From the records below, output exactly the lines running from the line containing "if name.is_empty() ||" through the line containing "fn validate_phone(phone: &str)", and no others.

§ Entries supplied
=== Section Start ===
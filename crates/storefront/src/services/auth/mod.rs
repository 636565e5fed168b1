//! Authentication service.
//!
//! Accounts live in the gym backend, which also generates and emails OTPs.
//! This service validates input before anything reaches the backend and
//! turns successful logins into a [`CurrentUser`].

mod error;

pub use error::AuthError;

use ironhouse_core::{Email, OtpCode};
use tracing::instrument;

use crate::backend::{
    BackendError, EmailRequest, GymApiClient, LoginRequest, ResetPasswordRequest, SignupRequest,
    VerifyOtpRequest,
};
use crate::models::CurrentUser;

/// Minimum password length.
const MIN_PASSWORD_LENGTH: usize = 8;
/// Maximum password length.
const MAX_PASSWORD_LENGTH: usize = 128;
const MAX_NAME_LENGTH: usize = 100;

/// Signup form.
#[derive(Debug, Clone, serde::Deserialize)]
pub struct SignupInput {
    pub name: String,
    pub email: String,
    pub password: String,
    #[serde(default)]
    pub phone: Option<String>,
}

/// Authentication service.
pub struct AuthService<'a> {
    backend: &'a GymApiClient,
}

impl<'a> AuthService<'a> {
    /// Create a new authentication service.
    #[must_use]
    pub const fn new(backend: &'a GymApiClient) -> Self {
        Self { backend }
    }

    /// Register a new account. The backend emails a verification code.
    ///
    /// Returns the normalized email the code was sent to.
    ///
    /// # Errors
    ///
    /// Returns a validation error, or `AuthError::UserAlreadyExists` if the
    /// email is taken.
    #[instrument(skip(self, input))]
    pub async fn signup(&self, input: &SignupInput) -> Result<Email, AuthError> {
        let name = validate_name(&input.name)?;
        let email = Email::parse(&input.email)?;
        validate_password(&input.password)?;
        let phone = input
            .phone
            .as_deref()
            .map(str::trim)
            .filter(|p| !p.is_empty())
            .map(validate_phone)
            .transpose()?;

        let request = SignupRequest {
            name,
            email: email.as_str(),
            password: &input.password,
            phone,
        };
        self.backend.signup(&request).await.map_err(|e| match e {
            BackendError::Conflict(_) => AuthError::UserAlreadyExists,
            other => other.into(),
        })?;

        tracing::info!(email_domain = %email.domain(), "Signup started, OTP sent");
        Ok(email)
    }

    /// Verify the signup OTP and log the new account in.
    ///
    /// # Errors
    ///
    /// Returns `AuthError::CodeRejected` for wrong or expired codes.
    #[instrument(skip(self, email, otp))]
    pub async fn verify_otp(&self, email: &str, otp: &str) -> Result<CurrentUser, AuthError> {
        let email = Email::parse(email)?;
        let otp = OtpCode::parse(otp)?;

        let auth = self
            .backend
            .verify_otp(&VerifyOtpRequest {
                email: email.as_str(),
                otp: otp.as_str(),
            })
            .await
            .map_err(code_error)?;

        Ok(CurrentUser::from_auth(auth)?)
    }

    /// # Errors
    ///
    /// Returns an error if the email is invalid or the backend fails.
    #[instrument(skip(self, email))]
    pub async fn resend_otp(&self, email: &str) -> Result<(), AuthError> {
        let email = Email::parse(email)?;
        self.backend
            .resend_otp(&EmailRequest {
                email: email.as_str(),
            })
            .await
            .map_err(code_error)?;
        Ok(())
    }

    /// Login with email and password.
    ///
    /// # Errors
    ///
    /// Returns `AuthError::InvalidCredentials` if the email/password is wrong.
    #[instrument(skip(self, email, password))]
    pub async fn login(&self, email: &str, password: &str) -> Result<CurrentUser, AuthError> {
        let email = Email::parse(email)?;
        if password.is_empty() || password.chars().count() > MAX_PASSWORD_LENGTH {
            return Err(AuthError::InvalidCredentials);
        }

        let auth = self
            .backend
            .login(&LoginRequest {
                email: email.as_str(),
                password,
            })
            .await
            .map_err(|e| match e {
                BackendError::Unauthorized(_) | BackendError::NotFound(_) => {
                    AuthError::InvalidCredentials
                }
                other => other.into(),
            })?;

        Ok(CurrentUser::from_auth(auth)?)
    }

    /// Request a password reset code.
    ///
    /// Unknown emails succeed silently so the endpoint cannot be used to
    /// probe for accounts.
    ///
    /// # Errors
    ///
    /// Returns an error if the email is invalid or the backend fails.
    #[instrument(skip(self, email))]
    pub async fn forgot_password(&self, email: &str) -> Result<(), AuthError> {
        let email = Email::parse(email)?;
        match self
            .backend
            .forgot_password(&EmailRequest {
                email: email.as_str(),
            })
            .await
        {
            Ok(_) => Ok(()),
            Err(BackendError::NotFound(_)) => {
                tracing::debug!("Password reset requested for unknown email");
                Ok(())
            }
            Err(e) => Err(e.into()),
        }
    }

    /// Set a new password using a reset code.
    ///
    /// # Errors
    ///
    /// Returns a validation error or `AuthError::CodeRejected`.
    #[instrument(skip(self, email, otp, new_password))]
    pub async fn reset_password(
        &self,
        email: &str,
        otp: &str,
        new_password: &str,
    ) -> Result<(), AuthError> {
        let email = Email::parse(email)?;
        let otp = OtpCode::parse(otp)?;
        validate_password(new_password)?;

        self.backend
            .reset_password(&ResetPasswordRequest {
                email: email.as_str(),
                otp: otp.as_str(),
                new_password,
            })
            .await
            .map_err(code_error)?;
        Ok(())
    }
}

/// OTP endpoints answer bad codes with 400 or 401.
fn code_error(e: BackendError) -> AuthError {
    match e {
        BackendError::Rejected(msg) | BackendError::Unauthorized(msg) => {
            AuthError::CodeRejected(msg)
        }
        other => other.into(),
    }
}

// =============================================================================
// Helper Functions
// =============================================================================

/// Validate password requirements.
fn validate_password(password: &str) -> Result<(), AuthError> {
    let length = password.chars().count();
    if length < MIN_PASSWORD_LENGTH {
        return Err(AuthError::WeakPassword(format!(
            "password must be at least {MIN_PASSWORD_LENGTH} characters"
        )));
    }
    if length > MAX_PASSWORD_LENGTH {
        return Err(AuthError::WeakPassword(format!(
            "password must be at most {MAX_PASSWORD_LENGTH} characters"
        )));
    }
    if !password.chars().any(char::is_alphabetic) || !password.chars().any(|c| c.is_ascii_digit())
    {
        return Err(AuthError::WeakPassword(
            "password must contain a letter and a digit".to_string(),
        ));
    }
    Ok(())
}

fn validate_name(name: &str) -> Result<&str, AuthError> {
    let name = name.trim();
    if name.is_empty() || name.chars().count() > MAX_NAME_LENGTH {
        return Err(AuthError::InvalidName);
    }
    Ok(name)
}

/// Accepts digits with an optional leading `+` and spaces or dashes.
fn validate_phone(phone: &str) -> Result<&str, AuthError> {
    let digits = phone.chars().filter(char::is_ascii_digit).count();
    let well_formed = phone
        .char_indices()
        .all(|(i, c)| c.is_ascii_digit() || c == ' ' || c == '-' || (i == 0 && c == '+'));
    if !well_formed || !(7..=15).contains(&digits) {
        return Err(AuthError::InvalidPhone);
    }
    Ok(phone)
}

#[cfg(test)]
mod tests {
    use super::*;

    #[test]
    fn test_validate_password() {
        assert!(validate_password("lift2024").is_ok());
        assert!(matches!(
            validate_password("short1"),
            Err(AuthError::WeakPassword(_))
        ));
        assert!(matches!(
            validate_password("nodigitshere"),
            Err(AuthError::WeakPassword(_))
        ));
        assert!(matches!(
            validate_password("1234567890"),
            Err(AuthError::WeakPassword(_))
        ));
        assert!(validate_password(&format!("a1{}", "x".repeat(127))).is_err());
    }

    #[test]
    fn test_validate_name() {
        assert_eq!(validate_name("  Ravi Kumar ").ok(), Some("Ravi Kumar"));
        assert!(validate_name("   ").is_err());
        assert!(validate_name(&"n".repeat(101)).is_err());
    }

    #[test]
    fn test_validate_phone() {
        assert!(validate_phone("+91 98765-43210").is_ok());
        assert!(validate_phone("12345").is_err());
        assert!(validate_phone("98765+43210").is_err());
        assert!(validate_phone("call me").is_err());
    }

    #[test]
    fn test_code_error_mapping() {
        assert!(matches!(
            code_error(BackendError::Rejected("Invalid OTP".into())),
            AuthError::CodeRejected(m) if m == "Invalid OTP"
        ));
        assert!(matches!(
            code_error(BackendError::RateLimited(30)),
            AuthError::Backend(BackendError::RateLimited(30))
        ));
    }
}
=== Section End ===
=== Section Start ===
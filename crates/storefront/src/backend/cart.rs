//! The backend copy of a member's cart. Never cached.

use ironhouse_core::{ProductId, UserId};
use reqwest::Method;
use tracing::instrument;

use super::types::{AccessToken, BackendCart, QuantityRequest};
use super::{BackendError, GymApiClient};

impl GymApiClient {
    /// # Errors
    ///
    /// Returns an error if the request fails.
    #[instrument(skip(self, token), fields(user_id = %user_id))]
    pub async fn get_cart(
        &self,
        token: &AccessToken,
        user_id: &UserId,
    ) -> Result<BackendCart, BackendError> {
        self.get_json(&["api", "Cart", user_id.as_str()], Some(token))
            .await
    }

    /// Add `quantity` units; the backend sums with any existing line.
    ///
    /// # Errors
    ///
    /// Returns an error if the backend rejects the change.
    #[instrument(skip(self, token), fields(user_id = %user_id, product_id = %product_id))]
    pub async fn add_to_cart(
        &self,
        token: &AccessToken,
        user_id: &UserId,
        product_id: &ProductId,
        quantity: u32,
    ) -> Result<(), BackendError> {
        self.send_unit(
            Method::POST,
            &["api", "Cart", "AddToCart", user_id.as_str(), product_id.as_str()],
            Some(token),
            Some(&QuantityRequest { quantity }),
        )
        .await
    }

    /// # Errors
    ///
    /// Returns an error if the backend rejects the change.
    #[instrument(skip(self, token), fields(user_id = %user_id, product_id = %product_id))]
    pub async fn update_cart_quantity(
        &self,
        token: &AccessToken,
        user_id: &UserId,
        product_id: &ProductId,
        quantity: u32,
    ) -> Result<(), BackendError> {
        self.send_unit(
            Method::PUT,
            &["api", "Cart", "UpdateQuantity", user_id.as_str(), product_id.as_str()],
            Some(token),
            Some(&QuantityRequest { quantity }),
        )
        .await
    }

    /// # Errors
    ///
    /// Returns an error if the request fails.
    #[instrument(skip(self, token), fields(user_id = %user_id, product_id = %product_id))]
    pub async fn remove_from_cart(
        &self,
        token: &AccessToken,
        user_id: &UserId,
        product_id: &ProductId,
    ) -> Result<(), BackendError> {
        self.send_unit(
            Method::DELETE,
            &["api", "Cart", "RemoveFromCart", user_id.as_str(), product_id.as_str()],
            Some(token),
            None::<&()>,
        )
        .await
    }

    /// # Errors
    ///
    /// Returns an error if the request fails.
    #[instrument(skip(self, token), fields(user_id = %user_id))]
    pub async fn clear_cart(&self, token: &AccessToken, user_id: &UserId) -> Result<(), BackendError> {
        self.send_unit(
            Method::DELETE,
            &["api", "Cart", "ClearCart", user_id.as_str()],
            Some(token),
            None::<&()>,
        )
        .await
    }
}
=== Section End ===
§ Result
    if name.is_empty() || name.chars().count() > MAX_NAME_LENGTH {
        return Err(AuthError::InvalidName);
    }
    Ok(name)
}

/// Accepts digits with an optional leading `+` and spaces or dashes.
fn validate_phone(phone: &str) -> Result<&str, AuthError> {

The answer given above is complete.